Material for the task:
▬▬▬▬▬▬

//! Compiled expressions: a parsed AST whose prefixes have been resolved
//! against a namespace context, ready to be evaluated against any node.

use crate::ast::{Axis, Expression, NameTest};
use crate::datasource::DataSourceNode;
use crate::engine::{self, EvaluationContext, XPathValue, format_number};
use crate::error::XPathError;
use crate::parser::parse_expression;
use std::collections::BTreeMap;

/// The namespace the `xml` prefix is always bound to.
pub const XML_NAMESPACE: &str = "http://www.w3.org/XML/1998/namespace";

/// Prefix to namespace URI bindings used when compiling expressions.
///
/// A default element namespace makes unprefixed element names in
/// expressions match elements in that namespace, so documents with a
/// default `xmlns` can be queried without inventing a prefix.
#[derive(Debug, Clone, Default, PartialEq, Eq)]
pub struct NamespaceContext {
    bindings: BTreeMap<String, String>,
    default_element_namespace: Option<String>,
}

impl NamespaceContext {
    pub fn new() -> Self {
        Self::default()
    }

    pub fn with_prefix(mut self, prefix: impl Into<String>, uri: impl Into<String>) -> Self {
        self.bind(prefix, uri);
        self
    }

    pub fn with_default_element_namespace(mut self, uri: impl Into<String>) -> Self {
        self.default_element_namespace = Some(uri.into());
        self
    }

    pub fn bind(&mut self, prefix: impl Into<String>, uri: impl Into<String>) {
        self.bindings.insert(prefix.into(), uri.into());
    }

    /// Looks up `prefix`. `xml` resolves even when it was never bound.
    pub fn resolve(&self, prefix: &str) -> Option<&str> {
        match self.bindings.get(prefix) {
            Some(uri) => Some(uri.as_str()),
            None if prefix == "xml" => Some(XML_NAMESPACE),
            None => None,
        }
    }

    pub fn default_element_namespace(&self) -> Option<&str> {
        self.default_element_namespace.as_deref()
    }
}

/// One member of an evaluation result.
#[derive(Debug, Clone, PartialEq)]
pub enum Item<N> {
    Node(N),
    Atomic(String),
}

impl<'a, N: DataSourceNode<'a>> Item<N> {
    pub fn string_value(&self) -> String {
        match self {
            Item::Node(node) => node.string_value(),
            Item::Atomic(value) => value.clone(),
        }
    }

    pub fn as_node(&self) -> Option<N> {
        match self {
            Item::Node(node) => Some(*node),
            Item::Atomic(_) => None,
        }
    }
}

/// An expression compiled once and evaluated against many context nodes.
#[derive(Debug, Clone, PartialEq)]
pub struct CompiledExpression {
    source: String,
    expr: Expression,
}

impl CompiledExpression {
    /// The expression text as it was written.
    pub fn source(&self) -> &str {
        &self.source
    }

    pub fn ast(&self) -> &Expression {
        &self.expr
    }

    /// Evaluates against `context`, flattening the result into an item
    /// sequence: node-sets in document order, anything else as a single
    /// atomic item.
    pub fn select<'a, N>(&self, context: N) -> Result<Vec<Item<N>>, XPathError>
    where
        N: DataSourceNode<'a> + 'a,
    {
        let value = engine::evaluate(&self.expr, &EvaluationContext::new(context))?;
        Ok(match value {
            XPathValue::NodeSet(nodes) => nodes.into_iter().map(Item::Node).collect(),
            XPathValue::Number(n) => vec![Item::Atomic(format_number(n))],
            other => vec![Item::Atomic(other.to_string())],
        })
    }
}

/// Parses `source` and resolves every prefixed name test against
/// `namespaces`.
pub fn compile(source: &str, namespaces: &NamespaceContext) -> Result<CompiledExpression, XPathError> {
    let mut expr = parse_expression(source)?;
    let mut unresolved = None;
    expr.for_each_name_test_mut(&mut |test: &mut NameTest, axis: Axis| {
        test.namespace = match test.prefix.as_deref() {
            Some(prefix) => match namespaces.resolve(prefix) {
                Some(uri) => Some(uri.to_string()),
                None => {
                    unresolved.get_or_insert_with(|| prefix.to_string());
                    None
                }
            },
            // Unprefixed attributes are never in a namespace.
            None if axis == Axis::Attribute => None,
            None => namespaces.default_element_namespace().map(str::to_string),
        };
    });
    if let Some(prefix) = unresolved {
        return Err(XPathError::UnknownPrefix(prefix));
    }
    Ok(CompiledExpression {
        source: source.to_string(),
        expr,
    })
}

#[cfg(test)]
mod tests {
    use super::*;
    use crate::datasource::tests::{MockNode, MockTree, create_family_tree};

    #[test]
    fn test_select_returns_nodes_in_document_order() {
        let tree = create_family_tree();
        let expr = compile("family/person/age", &NamespaceContext::new()).unwrap();
        let items = expr.select(tree.root()).unwrap();
        let values: Vec<String> = items.iter().map(Item::string_value).collect();
        assert_eq!(values, ["41", "10", "12"]);
        assert!(items.iter().all(|i| i.as_node().is_some()));
    }

    #[test]
    fn test_select_atomic_results() {
        let tree = create_family_tree();
        let expr = compile("count(//person)", &NamespaceContext::new()).unwrap();
        assert_eq!(expr.select(tree.root()).unwrap(), vec![Item::<MockNode<'_>>::Atomic("3".into())]);
    }

    #[test]
    fn test_unknown_prefix_is_a_compile_error() {
        let err = compile("inv:order", &NamespaceContext::new()).unwrap_err();
        assert_eq!(err, XPathError::UnknownPrefix("inv".into()));
    }

    #[test]
    fn test_default_element_namespace_applies_to_elements_only() {
        let mut tree = MockTree::new();
        let order = tree.element_ns(0, Some("urn:inv"), "order");
        tree.attribute(order, "id", "o-1");

        let ns = NamespaceContext::new().with_default_element_namespace("urn:inv");
        let expr = compile("/order/@id", &ns).unwrap();
        let values: Vec<String> = expr
            .select(tree.root())
            .unwrap()
            .iter()
            .map(Item::string_value)
            .collect();
        assert_eq!(values, ["o-1"]);

        let without_default = compile("/order/@id", &NamespaceContext::new()).unwrap();
        assert!(without_default.select(tree.root()).unwrap().is_empty());
    }

    #[test]
    fn test_prefixed_name_resolves_to_uri() {
        let mut tree = MockTree::new();
        tree.element_ns(0, Some("urn:inv"), "order");
        let ns = NamespaceContext::new().with_prefix("i", "urn:inv");
        let expr = compile("/i:order", &ns).unwrap();
        assert_eq!(expr.select(tree.root()).unwrap().len(), 1);
        assert_eq!(expr.source(), "/i:order");
    }

    #[test]
    fn test_xml_prefix_is_always_bound() {
        let mut tree = MockTree::new();
        let para = tree.element(0, "para");
        tree.attribute_ns(para, Some(XML_NAMESPACE), "lang", "en");

        let expr = compile("/para/@xml:lang", &NamespaceContext::new()).unwrap();
        let values: Vec<String> = expr
            .select(tree.root())
            .unwrap()
            .iter()
            .map(Item::string_value)
            .collect();
        assert_eq!(values, ["en"]);
        assert_eq!(NamespaceContext::new().resolve("xml"), Some(XML_NAMESPACE));
    }
}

▬▬▬▬▬▬

Going through the listing above, copy out every line that has the string "crate".

Result of this task:
use crate::ast::{Axis, Expression, NameTest};
use crate::datasource::DataSourceNode;
use crate::engine::{self, EvaluationContext, XPathValue, format_number};
use crate::error::XPathError;
use crate::parser::parse_expression;
    use crate::datasource::tests::{MockNode, MockTree, create_family_tree};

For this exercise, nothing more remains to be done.